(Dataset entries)
- - -
use iced::Task;

use super::{Navigation, FilmstripPage, FilmstripInstance, Msg};

// Main menu, the first page that's loaded when the program starts.
// Redirects to the Thumbnail List and Settings pages.
pub (crate) struct MainMenu;

#[derive(Debug, Clone)]
pub (crate) enum MainMenuMessage {
    ThumbnailListPage,
    SettingsPage
}

impl From<MainMenuMessage> for Msg {
    fn from(value: MainMenuMessage) -> Self {
        Self::MainMenu(value)
    }
}

impl FilmstripPage for MainMenu {

    fn update(&mut self, _instance: &mut FilmstripInstance, message: Msg) -> (Task<Msg>, Navigation) {
        use super::settings_page::SettingsPage;

        if let Msg::MainMenu(msg) = message {
            match msg {
                MainMenuMessage::ThumbnailListPage => return to_thumbnail_list_page(),
                MainMenuMessage::SettingsPage => return (
                    Task::none(),
                    Navigation::GoTo(Box::new(SettingsPage {}))
                )
            }
        }
        (Task::none(), Navigation::None)
    }

    fn view(&self, _instance: &FilmstripInstance) -> iced::Element<Msg> {
        use iced::widget::{Button, Text};
        use super::FillElement;

        // Draw buttons
        iced::widget::column![
            Button::new(Text::new("View Thumbnails").center())
                .width(200)
                .on_press(MainMenuMessage::ThumbnailListPage.into()),

            Button::new(Text::new("Settings").center())
                .width(200)
                .on_press(MainMenuMessage::SettingsPage.into())
        ].spacing(25).fill()
    }

    fn subscription(&self, _instance: &FilmstripInstance) -> iced::Subscription<Msg> {
        iced::Subscription::none()
    }
}

fn to_thumbnail_list_page() -> (Task<Msg>, Navigation) {
    use super::thumbnail_list_page::{ThumbnailListMessage, ThumbnailListPage};

    // Kick off the first load pass as soon as the page is up.
    (
        Task::done(ThumbnailListMessage::LoadThumbnails.into()),
        Navigation::GoTo(Box::new(ThumbnailListPage::new()))
    )
}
- - -
[Work task] Each line above with the string "ThumbnailListMessage" should be reported in full.

[The completed task]
    use super::thumbnail_list_page::{ThumbnailListMessage, ThumbnailListPage};
        Task::done(ThumbnailListMessage::LoadThumbnails.into()),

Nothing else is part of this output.